* _WORK INSTRUCTIONS_: Nothing past the line containing "ply.checked_sub(1)" belongs in the output. Copy exactly every line of the data below from the first up to and including it.

DATA SUPPLIED Block Start

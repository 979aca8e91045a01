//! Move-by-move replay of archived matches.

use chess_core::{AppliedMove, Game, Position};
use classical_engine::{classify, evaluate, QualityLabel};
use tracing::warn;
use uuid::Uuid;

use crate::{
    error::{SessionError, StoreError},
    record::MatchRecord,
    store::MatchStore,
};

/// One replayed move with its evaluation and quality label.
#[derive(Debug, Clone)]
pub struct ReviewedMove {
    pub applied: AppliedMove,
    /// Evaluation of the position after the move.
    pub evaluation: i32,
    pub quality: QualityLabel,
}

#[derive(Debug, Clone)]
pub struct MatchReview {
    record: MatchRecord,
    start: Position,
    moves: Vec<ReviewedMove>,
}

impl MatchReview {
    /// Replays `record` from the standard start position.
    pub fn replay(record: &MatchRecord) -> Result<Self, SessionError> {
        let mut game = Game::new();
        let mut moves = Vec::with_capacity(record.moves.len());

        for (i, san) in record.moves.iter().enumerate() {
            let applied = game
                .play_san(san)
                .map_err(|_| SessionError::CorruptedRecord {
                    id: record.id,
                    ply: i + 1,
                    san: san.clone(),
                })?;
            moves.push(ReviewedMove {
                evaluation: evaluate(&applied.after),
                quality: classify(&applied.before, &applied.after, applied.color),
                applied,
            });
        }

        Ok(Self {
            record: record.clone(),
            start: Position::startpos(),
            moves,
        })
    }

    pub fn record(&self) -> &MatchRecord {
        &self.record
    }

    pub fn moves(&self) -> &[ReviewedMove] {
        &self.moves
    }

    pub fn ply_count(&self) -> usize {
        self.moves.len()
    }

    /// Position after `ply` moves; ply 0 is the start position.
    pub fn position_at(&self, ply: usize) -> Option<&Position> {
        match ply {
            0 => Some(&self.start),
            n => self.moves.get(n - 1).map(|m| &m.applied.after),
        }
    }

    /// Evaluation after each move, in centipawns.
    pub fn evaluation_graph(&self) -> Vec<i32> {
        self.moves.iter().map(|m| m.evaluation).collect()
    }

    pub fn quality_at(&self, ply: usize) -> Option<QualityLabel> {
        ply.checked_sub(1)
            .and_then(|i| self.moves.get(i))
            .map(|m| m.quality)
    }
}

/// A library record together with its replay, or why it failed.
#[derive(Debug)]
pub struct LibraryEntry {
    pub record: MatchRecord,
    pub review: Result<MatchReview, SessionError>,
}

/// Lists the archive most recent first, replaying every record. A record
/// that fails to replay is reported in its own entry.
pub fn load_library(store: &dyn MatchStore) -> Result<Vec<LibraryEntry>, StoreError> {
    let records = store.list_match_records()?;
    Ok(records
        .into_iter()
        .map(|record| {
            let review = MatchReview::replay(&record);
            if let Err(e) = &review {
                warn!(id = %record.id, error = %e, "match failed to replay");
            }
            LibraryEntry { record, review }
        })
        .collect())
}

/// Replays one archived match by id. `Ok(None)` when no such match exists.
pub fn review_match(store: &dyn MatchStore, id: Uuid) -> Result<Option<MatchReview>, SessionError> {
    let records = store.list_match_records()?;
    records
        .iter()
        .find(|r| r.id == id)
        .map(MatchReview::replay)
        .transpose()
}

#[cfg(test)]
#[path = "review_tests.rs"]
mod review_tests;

DATA SUPPLIED Block End

* _RESPONSE TO THE EXERCISE_:
repository 979aca8e91045a01
//! Move-by-move replay of archived matches.

use chess_core::{AppliedMove, Game, Position};
use classical_engine::{classify, evaluate, QualityLabel};
use tracing::warn;
use uuid::Uuid;

use crate::{
    error::{SessionError, StoreError},
    record::MatchRecord,
    store::MatchStore,
};

/// One replayed move with its evaluation and quality label.
#[derive(Debug, Clone)]
pub struct ReviewedMove {
    pub applied: AppliedMove,
    /// Evaluation of the position after the move.
    pub evaluation: i32,
    pub quality: QualityLabel,
}

#[derive(Debug, Clone)]
pub struct MatchReview {
    record: MatchRecord,
    start: Position,
    moves: Vec<ReviewedMove>,
}

impl MatchReview {
    /// Replays `record` from the standard start position.
    pub fn replay(record: &MatchRecord) -> Result<Self, SessionError> {
        let mut game = Game::new();
        let mut moves = Vec::with_capacity(record.moves.len());

        for (i, san) in record.moves.iter().enumerate() {
            let applied = game
                .play_san(san)
                .map_err(|_| SessionError::CorruptedRecord {
                    id: record.id,
                    ply: i + 1,
                    san: san.clone(),
                })?;
            moves.push(ReviewedMove {
                evaluation: evaluate(&applied.after),
                quality: classify(&applied.before, &applied.after, applied.color),
                applied,
            });
        }

        Ok(Self {
            record: record.clone(),
            start: Position::startpos(),
            moves,
        })
    }

    pub fn record(&self) -> &MatchRecord {
        &self.record
    }

    pub fn moves(&self) -> &[ReviewedMove] {
        &self.moves
    }

    pub fn ply_count(&self) -> usize {
        self.moves.len()
    }

    /// Position after `ply` moves; ply 0 is the start position.
    pub fn position_at(&self, ply: usize) -> Option<&Position> {
        match ply {
            0 => Some(&self.start),
            n => self.moves.get(n - 1).map(|m| &m.applied.after),
        }
    }

    /// Evaluation after each move, in centipawns.
    pub fn evaluation_graph(&self) -> Vec<i32> {
        self.moves.iter().map(|m| m.evaluation).collect()
    }

    pub fn quality_at(&self, ply: usize) -> Option<QualityLabel> {
        ply.checked_sub(1)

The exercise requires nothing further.